→ **TASK DESCRIPTION**:
If a line in the entries contains the word "initial", list it.

→ **SUPPLIED INFORMATION**:
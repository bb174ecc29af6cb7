//! Time signature timeline
//!
//! Ordered map from position to the time signature that takes effect
//! there. An entry at position 0 must always exist; every command that can
//! remove it puts one back.

use super::shift;
use crate::error::{EditorError, Result};
use crate::models::serde_helpers::pairs;
use crate::models::{Position, TimeSignature};
use serde::{Deserialize, Serialize};
use std::collections::BTreeMap;

#[derive(Debug, Clone, PartialEq, Serialize, Deserialize)]
#[serde(transparent)]
pub struct TimeSignatureTimeline {
    #[serde(with = "pairs")]
    changes: BTreeMap<Position, TimeSignature>,
}

impl TimeSignatureTimeline {
    /// Timeline with a single signature seeded at 0
    pub fn new(initial: TimeSignature) -> Self {
        let mut changes = BTreeMap::new();
        changes.insert(Position::ZERO, initial);
        Self { changes }
    }

    /// Rebuild from persisted changes, seeding 0 with `default` if absent
    pub fn from_changes(
        changes: impl IntoIterator<Item = (Position, TimeSignature)>,
        default: TimeSignature,
    ) -> Self {
        let mut changes: BTreeMap<_, _> = changes
            .into_iter()
            .filter(|(p, _)| !p.is_negative())
            .collect();
        changes.entry(Position::ZERO).or_insert(default);
        Self { changes }
    }

    /// Signature in effect at `position`
    ///
    /// With `before`, a change exactly at `position` is ignored, so an edit
    /// at a bar boundary can see the signature of the bar before it.
    pub fn get_time_signature_at(&self, position: Position, before: bool) -> Result<TimeSignature> {
        let fallback = self
            .changes
            .get(&Position::ZERO)
            .or_else(|| self.changes.values().next())
            .copied()
            .ok_or_else(|| {
                EditorError::InvariantViolation("time signature timeline is empty".to_string())
            })?;

        let found = if before {
            self.changes.range(..position).next_back()
        } else {
            self.changes.range(..=position).next_back()
        };
        Ok(found.map(|(_, sig)| *sig).unwrap_or(fallback))
    }

    pub fn get_bar_size_at(&self, position: Position, before: bool) -> Result<Position> {
        Ok(self.get_time_signature_at(position, before)?.bar_size())
    }

    /// Relocate every change at or after `start` by `by`
    ///
    /// If the entry at 0 moved away or was dropped, the signature that was
    /// there is seeded again.
    pub fn shift_time_changes(&mut self, start: Position, by: Position) {
        let seed = self.changes.get(&Position::ZERO).copied();
        shift::shift_from(&mut self.changes, start, by);
        if let Some(seed) = seed {
            self.changes.entry(Position::ZERO).or_insert(seed);
        }
    }

    /// Insert or replace a change; at 0 this replaces the seed
    pub fn insert_time_change(&mut self, position: Position, sig: TimeSignature) -> Result<()> {
        if position.is_negative() {
            return Err(EditorError::InvariantViolation(format!(
                "time change at negative position {}",
                position
            )));
        }
        log::debug!("insert_time_change: {} at {}", sig, position);
        self.changes.insert(position, sig);
        Ok(())
    }

    /// Remove an explicit change; the seed at 0 cannot be removed
    pub fn delete_time_change(&mut self, position: Position) -> Option<TimeSignature> {
        if position == Position::ZERO {
            log::warn!("delete_time_change: refusing to remove the signature at 0");
            return None;
        }
        self.changes.remove(&position)
    }

    /// Remove a change without protecting the seed
    ///
    /// Callers must leave an entry at 0 behind before the next query.
    pub(crate) fn take_change(&mut self, position: Position) -> Option<TimeSignature> {
        self.changes.remove(&position)
    }

    /// Remove the changes strictly between `start` and `end`
    pub(crate) fn clear_between(&mut self, start: Position, end: Position) {
        let inner: Vec<Position> = self
            .changes
            .range(start..end)
            .map(|(p, _)| *p)
            .filter(|p| *p > start)
            .collect();
        for p in inner {
            self.changes.remove(&p);
        }
    }

    /// The explicit change at exactly `position`, if there is one
    pub fn explicit_at(&self, position: Position) -> Option<TimeSignature> {
        self.changes.get(&position).copied()
    }

    pub fn changes(&self) -> impl Iterator<Item = (Position, TimeSignature)> + '_ {
        self.changes.iter().map(|(p, s)| (*p, *s))
    }

    pub fn len(&self) -> usize {
        self.changes.len()
    }

    pub fn is_empty(&self) -> bool {
        self.changes.is_empty()
    }
}

impl Default for TimeSignatureTimeline {
    fn default() -> Self {
        Self::new(TimeSignature::default())
    }
}

#[cfg(test)]
mod tests {
    use super::*;
    use crate::models::Spacing;

    fn three_four() -> TimeSignature {
        TimeSignature::new(3, Spacing::Quarter)
    }

    fn p(b: i32) -> Position {
        Position::beats(b)
    }

    #[test]
    fn test_lookup_inclusive_and_before() {
        let mut timeline = TimeSignatureTimeline::default();
        timeline.insert_time_change(p(4), three_four()).unwrap();

        assert_eq!(timeline.get_time_signature_at(p(0), false).unwrap(), TimeSignature::default());
        assert_eq!(timeline.get_time_signature_at(p(4), false).unwrap(), three_four());
        assert_eq!(timeline.get_time_signature_at(p(4), true).unwrap(), TimeSignature::default());
        assert_eq!(timeline.get_time_signature_at(p(6), true).unwrap(), three_four());
        // nothing precedes 0, so the seed answers
        assert_eq!(timeline.get_time_signature_at(p(0), true).unwrap(), TimeSignature::default());
        assert_eq!(timeline.get_bar_size_at(p(5), false).unwrap(), p(3));
    }

    #[test]
    fn test_empty_timeline_is_an_invariant_violation() {
        let mut timeline = TimeSignatureTimeline::default();
        timeline.take_change(p(0));
        assert!(matches!(
            timeline.get_time_signature_at(p(0), false),
            Err(EditorError::InvariantViolation(_))
        ));
    }

    #[test]
    fn test_shift_reseeds_zero() {
        let mut timeline = TimeSignatureTimeline::new(three_four());
        timeline.shift_time_changes(p(0), p(4));
        assert_eq!(timeline.explicit_at(p(0)), Some(three_four()));
        assert_eq!(timeline.explicit_at(p(4)), Some(three_four()));
    }

    #[test]
    fn test_delete_refuses_seed() {
        let mut timeline = TimeSignatureTimeline::default();
        timeline.insert_time_change(p(8), three_four()).unwrap();
        assert_eq!(timeline.delete_time_change(p(0)), None);
        assert_eq!(timeline.delete_time_change(p(8)), Some(three_four()));
        assert_eq!(timeline.len(), 1);
    }

    #[test]
    fn test_from_changes_seeds_default() {
        let timeline = TimeSignatureTimeline::from_changes(vec![(p(4), three_four())], TimeSignature::default());
        assert_eq!(timeline.explicit_at(p(0)), Some(TimeSignature::default()));
        assert_eq!(timeline.len(), 2);
    }

    #[test]
    fn test_clear_between() {
        let mut timeline = TimeSignatureTimeline::default();
        for b in [4, 5, 8] {
            timeline.insert_time_change(p(b), three_four()).unwrap();
        }
        timeline.clear_between(p(4), p(8));
        let positions: Vec<Position> = timeline.changes().map(|(p, _)| p).collect();
        assert_eq!(positions, vec![p(0), p(4), p(8)]);
    }
}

→ **TASK SOLUTION**:
    pub fn new(initial: TimeSignature) -> Self {
        changes.insert(Position::ZERO, initial);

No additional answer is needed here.